Setting up Axure Team Projects
Once you have created a Team Project, other team members can join the project and you’re ready to collaborate. Each team member then needs to always “check out” a page to edit it and eventually “check in” again to let others edit the page. Although this can sometimes become tedious, you avoid working with multiple files. The version history included in each Team Project can really help in situations where things have gone wrong.
Checking pages in and out
As I mentioned, checking in and out frequently can become annoying. That’s why people have come up with other solutions that don’t let you work on the same document, but let you share widget libraries. That seems to be a smart approach I haven’t tried myself yet.

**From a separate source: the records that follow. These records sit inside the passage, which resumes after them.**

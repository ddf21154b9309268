//! End-to-end tests: client sessions talking to a relay over in-memory streams.

use nodelink_types::config::{UnknownMessagePolicy, UplinkConfig};
use nodelink_uplink::protocol::{channel_types, handshake_keys};
use nodelink_uplink::{
    ChannelCreationRequest, ChannelOfferHandler, ClientSessionEventHandler,
    ClientSessionParameters, ClientSideUplinkSession, MessageBlock, MessageType, PermissionSet,
    ServerSideUplinkSession, StaticGroupAuthorization, ToolDescriptor, ToolDescriptorListUpdate,
    ToolPublication, UplinkChannel, UplinkError, UplinkErrorType, UplinkRelayService,
    UplinkSessionState,
};
use std::sync::{Arc, Mutex};
use std::time::Duration;

#[derive(Default)]
struct RecordingEvents {
    updates: Mutex<Vec<ToolDescriptorListUpdate>>,
    default_messages: Mutex<Vec<MessageBlock>>,
    fatal_errors: Mutex<Vec<UplinkErrorType>>,
}

impl ClientSessionEventHandler for RecordingEvents {
    fn on_tool_descriptor_list_update(&self, update: ToolDescriptorListUpdate) {
        self.updates.lock().unwrap().push(update);
    }

    fn on_default_channel_message(&self, block: MessageBlock) {
        self.default_messages.lock().unwrap().push(block);
    }

    fn on_fatal_session_error(&self, error_type: UplinkErrorType, _message: &str) {
        self.fatal_errors.lock().unwrap().push(error_type);
    }
}

/// Accepts execution channels and echoes everything back.
struct EchoChannels;

impl ChannelOfferHandler for EchoChannels {
    fn accepts(&self, channel_type: &str) -> bool {
        channel_type == channel_types::TOOL_EXECUTION
    }

    fn on_channel_opened(&self, _offer: ChannelCreationRequest, mut channel: UplinkChannel) {
        tokio::spawn(async move {
            while let Some(block) = channel.recv().await {
                if channel.send(block).await.is_err() {
                    break;
                }
            }
        });
    }
}

struct Relay {
    relay: Arc<UplinkRelayService>,
    config: Arc<UplinkConfig>,
}

impl Relay {
    fn new(config: UplinkConfig) -> Self {
        Self {
            relay: Arc::new(UplinkRelayService::new(&config)),
            config: Arc::new(config),
        }
    }

    async fn connect(
        &self,
        params: ClientSessionParameters,
        events: Arc<RecordingEvents>,
        offers: Option<Arc<dyn ChannelOfferHandler>>,
    ) -> Result<Arc<ClientSideUplinkSession>, UplinkError> {
        let (client_io, server_io) = tokio::io::duplex(64 * 1024);
        let _ = ServerSideUplinkSession::accept(
            server_io,
            "in-memory".to_string(),
            None,
            Arc::clone(&self.relay),
            Arc::clone(&self.config),
        );
        ClientSideUplinkSession::connect(client_io, params, events, offers).await
    }
}

async fn wait_until(mut condition: impl FnMut() -> bool) {
    for _ in 0..200 {
        if condition() {
            return;
        }
        tokio::time::sleep(Duration::from_millis(10)).await;
    }
    panic!("condition not reached in time");
}

fn exec_tool(id: &str) -> ToolPublication {
    ToolPublication {
        descriptor: ToolDescriptor::new(id, "1.0"),
        permissions: PermissionSet::public(),
    }
}

#[tokio::test]
async fn test_session_gets_padded_namespace() {
    let relay = Relay::new(UplinkConfig::default());
    let session = relay
        .connect(
            ClientSessionParameters::new("alice").with_session_qualifier("ws1"),
            Arc::new(RecordingEvents::default()),
            None,
        )
        .await
        .unwrap();

    assert_eq!(session.namespace_id(), "alice###########ws1#####");
    assert_eq!(session.destination_id("tools"), "alice###########ws1#####tools");
    assert_eq!(session.state(), UplinkSessionState::Active);
    wait_until(|| relay.relay.active_session_count() == 1).await;

    session.close().await;
    assert_eq!(
        session.wait_terminated(Duration::from_secs(2)).await,
        Some(UplinkSessionState::CleanShutdown)
    );
    wait_until(|| relay.relay.active_session_count() == 0).await;
    assert!(!relay.relay.is_namespace_assigned("alice###########ws1#####"));
}

#[tokio::test]
async fn test_duplicate_namespace_is_refused() {
    let relay = Relay::new(UplinkConfig::default());
    let _first = relay
        .connect(
            ClientSessionParameters::new("bob"),
            Arc::new(RecordingEvents::default()),
            None,
        )
        .await
        .unwrap();

    let events = Arc::new(RecordingEvents::default());
    let err = relay
        .connect(ClientSessionParameters::new("bob"), Arc::clone(&events), None)
        .await
        .err()
        .expect("second session must be refused");
    match err {
        UplinkError::Refused { error_type, message } => {
            assert_eq!(error_type, UplinkErrorType::ClientNamespaceCollision);
            assert!(message.contains("already in use"), "{message}");
        }
        other => panic!("unexpected error {other:?}"),
    }
    assert_eq!(
        *events.fatal_errors.lock().unwrap(),
        vec![UplinkErrorType::ClientNamespaceCollision]
    );

    // a different qualifier is a different namespace
    relay
        .connect(
            ClientSessionParameters::new("bob").with_session_qualifier("laptop"),
            Arc::new(RecordingEvents::default()),
            None,
        )
        .await
        .unwrap();
}

#[tokio::test]
async fn test_protocol_version_mismatch_is_refused() {
    let relay = Relay::new(UplinkConfig::default());
    let mut params = ClientSessionParameters::new("carol");
    params
        .custom_handshake_data
        .insert(handshake_keys::PROTOCOL_VERSION_OFFER.into(), "0.0".into());

    let err = relay
        .connect(params, Arc::new(RecordingEvents::default()), None)
        .await
        .err()
        .expect("handshake must fail");
    assert!(matches!(
        err,
        UplinkError::Refused {
            error_type: UplinkErrorType::ProtocolVersionMismatch,
            ..
        }
    ));
    assert!(!relay.relay.is_namespace_assigned("carol###########default#"));
}

#[tokio::test]
async fn test_descriptors_propagate_and_retract() {
    let relay = Relay::new(UplinkConfig::default());
    let a_events = Arc::new(RecordingEvents::default());
    let a = relay
        .connect(ClientSessionParameters::new("alice"), Arc::clone(&a_events), None)
        .await
        .unwrap();
    let b_events = Arc::new(RecordingEvents::default());
    let b = relay
        .connect(ClientSessionParameters::new("bob"), Arc::clone(&b_events), None)
        .await
        .unwrap();
    wait_until(|| relay.relay.active_session_count() == 2).await;

    let auth = StaticGroupAuthorization::new(["team"]);
    let hidden = ToolPublication {
        descriptor: ToolDescriptor::new("secret", "1.0"),
        permissions: PermissionSet::groups(["other-team"]),
    };
    let update = a
        .publish_tool_descriptors("tools", "Alice's tools", &[exec_tool("grep"), hidden], &auth)
        .await
        .unwrap();
    assert_eq!(update.tool_descriptors.len(), 1);

    wait_until(|| b_events.updates.lock().unwrap().len() == 1).await;
    let received = b_events.updates.lock().unwrap()[0].clone();
    assert_eq!(received.destination_id, a.destination_id("tools"));
    assert_eq!(received.tool_descriptors[0].tool_id, "grep");
    assert_eq!(received.tool_descriptors[0].authorization_group_ids, vec!["public"]);
    // no echo to the publisher
    assert!(a_events.updates.lock().unwrap().is_empty());

    // a late joiner gets the cached list
    let c_events = Arc::new(RecordingEvents::default());
    let _c = relay
        .connect(ClientSessionParameters::new("carol"), Arc::clone(&c_events), None)
        .await
        .unwrap();
    wait_until(|| c_events.updates.lock().unwrap().len() == 1).await;

    a.close().await;
    a.wait_terminated(Duration::from_secs(2)).await;
    wait_until(|| b_events.updates.lock().unwrap().len() == 2).await;
    let retraction = b_events.updates.lock().unwrap()[1].clone();
    assert!(retraction.is_retraction());
    assert_eq!(retraction.destination_id, a.destination_id("tools"));
    assert!(relay.relay.cached_destination_ids().is_empty());
    b.close().await;
}

#[tokio::test]
async fn test_channel_roundtrip_between_clients() {
    let relay = Relay::new(UplinkConfig::default());
    let provider = relay
        .connect(
            ClientSessionParameters::new("provider"),
            Arc::new(RecordingEvents::default()),
            Some(Arc::new(EchoChannels)),
        )
        .await
        .unwrap();
    let consumer = relay
        .connect(
            ClientSessionParameters::new("consumer"),
            Arc::new(RecordingEvents::default()),
            None,
        )
        .await
        .unwrap();
    provider
        .publish_tool_descriptors(
            "exec",
            "Provider",
            &[exec_tool("run")],
            &StaticGroupAuthorization::default(),
        )
        .await
        .unwrap();
    wait_until(|| relay.relay.cached_destination_ids().len() == 1).await;

    let destination = provider.destination_id("exec");
    let mut channel = consumer
        .request_channel(&destination, channel_types::TOOL_EXECUTION)
        .await
        .unwrap();
    assert!(channel.channel_id() > 0);
    assert_eq!(relay.relay.channel_count(), 1);

    let payload = MessageBlock::new(MessageType::ToolExecutionEvents, b"line 1".to_vec()).unwrap();
    channel.send(payload.clone()).await.unwrap();
    let echoed = tokio::time::timeout(Duration::from_secs(2), channel.recv())
        .await
        .unwrap()
        .unwrap();
    assert_eq!(echoed, payload);

    // documentation channels are not served by the provider
    let err = consumer
        .request_channel(&destination, channel_types::DOCUMENTATION)
        .await
        .err()
        .expect("unsupported channel type");
    assert!(matches!(err, UplinkError::ChannelRequestFailed(_)));

    channel.close().await;
    wait_until(|| relay.relay.channel_count() == 0).await;
    wait_until(|| provider.open_channel_count() == 0).await;
}

#[tokio::test]
async fn test_unknown_messages_echo_when_configured() {
    let relay = Relay::new(UplinkConfig {
        unknown_message_policy: UnknownMessagePolicy::Echo,
        ..UplinkConfig::default()
    });
    let events = Arc::new(RecordingEvents::default());
    let session = relay
        .connect(ClientSessionParameters::new("dave"), Arc::clone(&events), None)
        .await
        .unwrap();
    wait_until(|| relay.relay.active_session_count() == 1).await;

    let block = MessageBlock::new(MessageType::Test, b"ping".to_vec()).unwrap();
    session.send_default_channel_message(block.clone()).await.unwrap();
    wait_until(|| events.default_messages.lock().unwrap().len() == 1).await;
    assert_eq!(events.default_messages.lock().unwrap()[0], block);
}

fn with_test_flag(account: &str, key: &str, value: &str) -> ClientSessionParameters {
    let mut params = ClientSessionParameters::new(account);
    params.custom_handshake_data.insert(key.into(), value.into());
    params
}

fn relay_allowing_test_flags(allowed: bool) -> Relay {
    Relay::new(UplinkConfig {
        allow_test_handshake_flags: allowed,
        ..UplinkConfig::default()
    })
}

#[tokio::test]
async fn test_simulated_refusal_when_flags_allowed() {
    let relay = relay_allowing_test_flags(true);
    let events = Arc::new(RecordingEvents::default());
    let err = relay
        .connect(
            with_test_flag("erin", handshake_keys::SIMULATE_REFUSED_CONNECTION, "maintenance"),
            Arc::clone(&events),
            None,
        )
        .await
        .err()
        .expect("session must be refused");
    match err {
        UplinkError::Refused { error_type, message } => {
            assert_eq!(error_type, UplinkErrorType::InternalServerError);
            assert_eq!(message, "maintenance");
        }
        other => panic!("unexpected error {other:?}"),
    }
    wait_until(|| !relay.relay.is_namespace_assigned("erin############default#")).await;
    assert_eq!(relay.relay.active_session_count(), 0);
}

#[tokio::test]
async fn test_simulated_handshake_failure_sends_no_answer() {
    let relay = relay_allowing_test_flags(true);
    let err = relay
        .connect(
            with_test_flag("frank", handshake_keys::SIMULATE_HANDSHAKE_FAILURE, "boom"),
            Arc::new(RecordingEvents::default()),
            None,
        )
        .await
        .err()
        .expect("handshake must fail");
    match err {
        // the connection ends with a plain goodbye; the failure text stays on the server
        UplinkError::Refused { message, .. } => assert!(!message.contains("boom"), "{message}"),
        UplinkError::ConnectionClosed => {}
        other => panic!("unexpected error {other:?}"),
    }
    wait_until(|| !relay.relay.is_namespace_assigned("frank###########default#")).await;
    assert_eq!(relay.relay.active_session_count(), 0);
}

#[tokio::test]
async fn test_simulated_response_delay_times_out_client() {
    let relay = relay_allowing_test_flags(true);
    let mut params = with_test_flag("gina", handshake_keys::SIMULATE_HANDSHAKE_RESPONSE_DELAY, "");
    params.handshake_timeout = Duration::from_millis(200);
    let err = relay
        .connect(params, Arc::new(RecordingEvents::default()), None)
        .await
        .err()
        .expect("handshake response must be late");
    assert!(matches!(err, UplinkError::Timeout(_)), "{err:?}");
}

#[tokio::test]
async fn test_test_flags_ignored_by_default() {
    let relay = relay_allowing_test_flags(false);
    let keys = [
        handshake_keys::SIMULATE_REFUSED_CONNECTION,
        handshake_keys::SIMULATE_HANDSHAKE_FAILURE,
        handshake_keys::SIMULATE_HANDSHAKE_RESPONSE_DELAY,
    ];
    for (index, key) in keys.into_iter().enumerate() {
        let account = format!("user{index}");
        let mut params = with_test_flag(&account, key, "ignored");
        params.handshake_timeout = Duration::from_secs(2);
        let session = relay
            .connect(params, Arc::new(RecordingEvents::default()), None)
            .await
            .unwrap();
        assert_eq!(session.state(), UplinkSessionState::Active);

        let namespace_id = session.namespace_id().to_string();
        assert!(relay.relay.is_namespace_assigned(&namespace_id));
        session.close().await;
        session.wait_terminated(Duration::from_secs(2)).await;
        wait_until(|| !relay.relay.is_namespace_assigned(&namespace_id)).await;
    }
}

Sharing and discussing prototypes remotely
Being able to quickly share new versions of prototypes and discuss design decisions is vital to an iterative process. Sometimes it’s pretty hard to get decent feedback remotely though. I remember one project with clients from Dubai where we received Word documents where all stakeholders had coded their comments in different colors. That’s feedback you want to avoid. Of course, getting effective feedback is a general communication issue and a matter of good project management, but being able to comment directly on prototypes helps.
Managing Axure Share
So how can you do that with Axure? Again, there’s the self-hosted solution and there’s Axure Share. Choosing one is mostly a question of your client being OK with relying on third-party servers. If that’s the case, you can use Axure Share. From within Axure, you can directly publish your prototype and enable the Discussion feature which provides a chat option embedded into the prototype. The Discussion feature feels a bit clumsy and is not as elaborate as in other tools, but in some cases better than email ping-pong. Additionally, Axure Share provides custom domains and branding for your shared prototypes. If you opt for self-hosting your prototype, just upload the HTML files Axure generates. For the Discussion feature you still need to use Axure Share though.
Using the Discussion feature
Another interesting approach is to use a dedicated feedback tool with your Axure prototypes. With tools like BugHerd you paste some lines of code in your prototype and get a more visual way to add comments.